I-131 scan is a non-invasive radionucleotide scan used for imaging of functional thyroid tissue and thyroid cancer remnant/metastasis. Theranostics in nuclear medicine described as combining diagnostic imaging and treatment for a specific disorder by using the same molecule either radiolabeled in a different form or same radiolabeled agent in different doses. The visualization of the target allows for precision therapy. Iodine molecules can be labeled by radiotracers and used for diagnostic and treatment purposes in thyroid disorders.
The thyroid gland produces thyroid hormones, which are essential to survive and modulate energy metabolism. Iodine is required for thyroid hormone production. Ingested iodine is selectively taken up by thyroid follicular cells with the help of sodium-iodine symporters (NIS) to be processed. NIS is regulated by TSH (thyroid-stimulating hormone). A circulating form of iodine is called iodide, and once it enters follicular cells, it is oxidized by thyroid peroxidase (TPO) enzyme to form iodine. Organification is the next biochemical reaction of the integration of iodine into the thyroglobulin to generate thyroid hormones, mainly thyroxine (T4) and triiodothyronine (T3).
Thyroid stunning can occur during a radionucleotide scan. It is defined as a suppression of iodine production from thyroid, which is temporary. It occurs due to radiation given off the scan from I-131, thus trapping function of the thyrocytes and thyroid cancer cells. It is a radiological phenomenon that a clinician needs to be aware of when administering radioactive iodine. When a small dose of I-131 radioactive iodine given prior to a large dose for treatment, there could be a “stunning” of thyroid cells, which may decrease the effectiveness of treatment.
The two most common radiotracers used in thyroid scans are I-123 and I-131. The differences between these two isotopes are as follows:
- I-123 has a short half-life (approximately 13 hours), decays by gamma emission, has better imaging quality, less stunning effect, expensive, and less readily available.
- I-131 has a longer half-life (approximately 8.2 days), decays by beta emission, is cheaper, readily available, but may have a potential stunning effect due to higher energy capture, allows delayed imaging.
I-131 scan is a powerful tool to investigate several thyroid disorders but is mainly used to:
- To characterize thyroid function in the case of hyperthyroidism, subclinical hyperthyroidism, multinodular goiter, toxic nodule, thyroiditis, congenital hypothyroidism.

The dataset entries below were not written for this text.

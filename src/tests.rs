#[cfg(test)]
mod tests {

    mod slug_tests {
        use crate::services::slug::{generate_slug, shorten_slug, validate_slug, MAX_SLUG_LENGTH};

        #[test]
        fn test_generate_slug_basic() {
            assert_eq!(generate_slug("Hello World"), "hello-world");
        }

        #[test]
        fn test_generate_slug_empty() {
            assert_eq!(generate_slug(""), "");
        }

        #[test]
        fn test_generate_slug_polish_title() {
            assert_eq!(generate_slug("Ćma w łóżku"), "cma-w-lozku");
        }

        #[test]
        fn test_generate_slug_every_transliteration() {
            assert_eq!(generate_slug("ąćęłńóśżź"), "acelnoszz");
            assert_eq!(generate_slug("ĄĆĘŁŃÓŚŻŹ"), "acelnoszz");
        }

        #[test]
        fn test_generate_slug_untabled_accents_become_separators() {
            assert_eq!(generate_slug("Café au lait"), "caf-au-lait");
        }

        #[test]
        fn test_generate_slug_strips_single_boundary_dash() {
            assert_eq!(
                generate_slug("-leading and trailing-"),
                "leading-and-trailing"
            );
            assert_eq!(generate_slug("--- many ---"), "many");
        }

        #[test]
        fn test_generate_slug_special_characters() {
            assert_eq!(generate_slug("Hello, World!"), "hello-world");
            assert_eq!(generate_slug("C++ & Rust: 2024?"), "c-rust-2024");
        }

        #[test]
        fn test_generate_slug_numbers() {
            assert_eq!(generate_slug("Article 123"), "article-123");
        }

        #[test]
        fn test_generate_slug_multiple_spaces() {
            assert_eq!(generate_slug("Hello   World"), "hello-world");
        }

        #[test]
        fn test_generate_slug_leading_trailing_spaces() {
            assert_eq!(generate_slug("  Hello World  "), "hello-world");
        }

        #[test]
        fn test_generate_slug_only_punctuation() {
            assert_eq!(generate_slug("!!!"), "");
            assert_eq!(generate_slug("-"), "");
        }

        #[test]
        fn test_generate_slug_is_idempotent() {
            let titles = [
                "",
                "Hello World",
                "Ćma w łóżku",
                "-leading and trailing-",
                "  ?? Why  English Tenses Matter ?? ",
                "Żółć & gęślą jaźń",
                "already-a-slug",
            ];
            for title in titles {
                let once = generate_slug(title);
                assert_eq!(generate_slug(&once), once, "title: {title:?}");
            }
        }

        #[test]
        fn test_generated_slugs_validate() {
            let slug = generate_slug("Present Perfect vs Past Simple: a Guide");
            assert_eq!(slug, "present-perfect-vs-past-simple-a-guide");
            assert!(validate_slug(&slug));
        }

        #[test]
        fn test_shorten_slug_keeps_short_slugs() {
            assert_eq!(shorten_slug("hello-world"), "hello-world");
            let exact = "a".repeat(MAX_SLUG_LENGTH);
            assert_eq!(shorten_slug(&exact), exact);
        }

        #[test]
        fn test_shorten_slug_drops_dangling_dash() {
            // 45 words of "word-" put a dash at byte 200.
            let long = generate_slug(&"word ".repeat(45));
            assert_eq!(long.len(), 224);

            let short = shorten_slug(&long);
            assert_eq!(short.len(), 199);
            assert!(!short.ends_with('-'));
            assert!(validate_slug(short));
        }

        #[test]
        fn test_validate_slug_valid() {
            assert!(validate_slug("hello-world"));
            assert!(validate_slug("my-blog-post-2024"));
            assert!(validate_slug("a"));
            assert!(validate_slug("123"));
        }

        #[test]
        fn test_validate_slug_invalid_empty() {
            assert!(!validate_slug(""));
        }

        #[test]
        fn test_validate_slug_invalid_uppercase() {
            assert!(!validate_slug("Hello-World"));
        }

        #[test]
        fn test_validate_slug_invalid_special_chars() {
            assert!(!validate_slug("hello_world"));
            assert!(!validate_slug("hello world"));
            assert!(!validate_slug("hello!world"));
            assert!(!validate_slug("łódź"));
        }

        #[test]
        fn test_validate_slug_too_long() {
            let long_slug = "a".repeat(201);
            assert!(!validate_slug(&long_slug));
        }

        #[test]
        fn test_validate_slug_max_length() {
            let max_slug = "a".repeat(200);
            assert!(validate_slug(&max_slug));
        }
    }

    mod model_tests {
        use crate::models::{Badge, Post, SignalRating, UserRole};

        #[test]
        fn test_user_role_parsing() {
            assert_eq!("admin".parse::<UserRole>(), Ok(UserRole::Admin));
            assert_eq!("AUTHOR".parse::<UserRole>(), Ok(UserRole::Author));
            assert_eq!("viewer".parse::<UserRole>(), Ok(UserRole::Viewer));
            assert!("owner".parse::<UserRole>().is_err());
        }

        #[test]
        fn test_user_role_permissions() {
            assert!(UserRole::Admin.can_edit_posts());
            assert!(UserRole::Author.can_edit_posts());
            assert!(!UserRole::Viewer.can_edit_posts());
        }

        #[test]
        fn test_badge_tiers() {
            assert_eq!(Badge::for_percent(100), Badge::Good);
            assert_eq!(Badge::for_percent(80), Badge::Good);
            assert_eq!(Badge::for_percent(79), Badge::Warning);
            assert_eq!(Badge::for_percent(50), Badge::Warning);
            assert_eq!(Badge::for_percent(49), Badge::Poor);
            assert_eq!(Badge::for_percent(0), Badge::Poor);
        }

        #[test]
        fn test_rating_points() {
            assert_eq!(SignalRating::Excellent.points(), Some(1.0));
            assert_eq!(SignalRating::Acceptable.points(), Some(0.5));
            assert_eq!(SignalRating::Poor.points(), Some(0.0));
            assert_eq!(SignalRating::NotApplicable.points(), None);
        }

        #[test]
        fn test_post_keyword_list_is_trimmed() {
            let post = Post {
                id: 1,
                slug: "tenses".to_string(),
                title: "Tenses".to_string(),
                meta_description: String::new(),
                keywords: "grammar, tenses,,".to_string(),
                image_url: None,
                category: None,
                content: String::new(),
                plain_content: String::new(),
                reading_time: 1,
                views: 0,
                created_at: String::new(),
                updated_at: String::new(),
            };
            assert_eq!(post.keyword_list(), vec!["grammar", "tenses"]);
        }

        #[test]
        fn test_password_hash_not_serialized() {
            let user = crate::models::User {
                id: 1,
                username: "admin".to_string(),
                email: "admin@example.com".to_string(),
                password_hash: "secret-hash".to_string(),
                role: UserRole::Admin,
                created_at: String::new(),
                updated_at: String::new(),
            };
            let json = serde_json::to_string(&user).unwrap();
            assert!(!json.contains("secret-hash"));
            assert!(json.contains("\"role\":\"admin\""));
        }
    }
}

- To visualize ectopic thyroid tissue.
- To visualize normal or/cancerous thyroid tissue remnant, thyroid cancer recurrence or distant metastasis
- To re-stage thyroid cancer 6-12 months after thyroidectomy and radioactive iodine ablation therapy.
- To help with the decision of I-131 therapy dose (diagnostic pre-treatment whole-body scan)
- To identify the I-131 therapy dose that is safe for vital organs (in a patient who has been treated multiple times before). This procedure called dosimetry.
Normal and Critical Findings
Accurate interpretation of the I-131 scan is essential to identify the correct clinical course of action.
I-131 whole body scan counts on the fact that thyroid tissue has a high affinity to uptake and trap the Iodine, which is performed by NIS. Some extra-thyroidal tissues like stomach, salivary glands, breast (especially if lactating), and urinary tract also express NIS and show physiologic uptake. Similarly, as absorbed radioiodine is metabolized in the liver and excreted in the urinary tract, visualization of the liver, gall bladder, kidney, bladder, and ureters is common.
Ectopic thyroid tissue may be an embryological remnant or malformation during the development that can be captured with an I-131 scan. Common examples are lingual or sublingual thyroid, thyroglossal duct, or a mediastinal thyroid gland. Ectopic thyroid tissue in ovaries is called struma ovarii.
In a patient who has undergone thyroidectomy, any uptake apart from physiologic distribution on a post-therapy I-131 scan may be considered as a remnant (if localized in the thyroid bed after the first I-131 ablation/therapy) or metastasis (out of the thyroid bed). Post-therapy whole-body scan is very valuable and may change the plan of care with additional information.
False-positive Lesions: Inflammatory, cystic, non-thyroid neoplastic disorders, for example, pleural or pericardial effusions; aspergilloma, arthritis; ovarian or breast cysts. NIS expression of the tumor and increased blood flow resulting in iodine uptake of some malignancies has been reported as in breast cancer, gastric adenocarcinoma, or bronchial adenocarcinoma. External contamination by body fluids or rarely during the intake of the Iodine may imitate metastatic involvement. Usually, the pattern is recognized easily by experienced specialists, and repeat imaging after decontamination clarifies the case. They are almost always superficial, and obtaining lateral and/or oblique images helps to identify the lesion. In addition, utilizing SPECT-CT offers very valuable input about the anatomical location of the uptake for further evaluation. This is why it is important for the surgeon to remove all of the thyroid tissue at surgery, as even a little bit of thyroid tissue left will render the test and treatment inaccurate.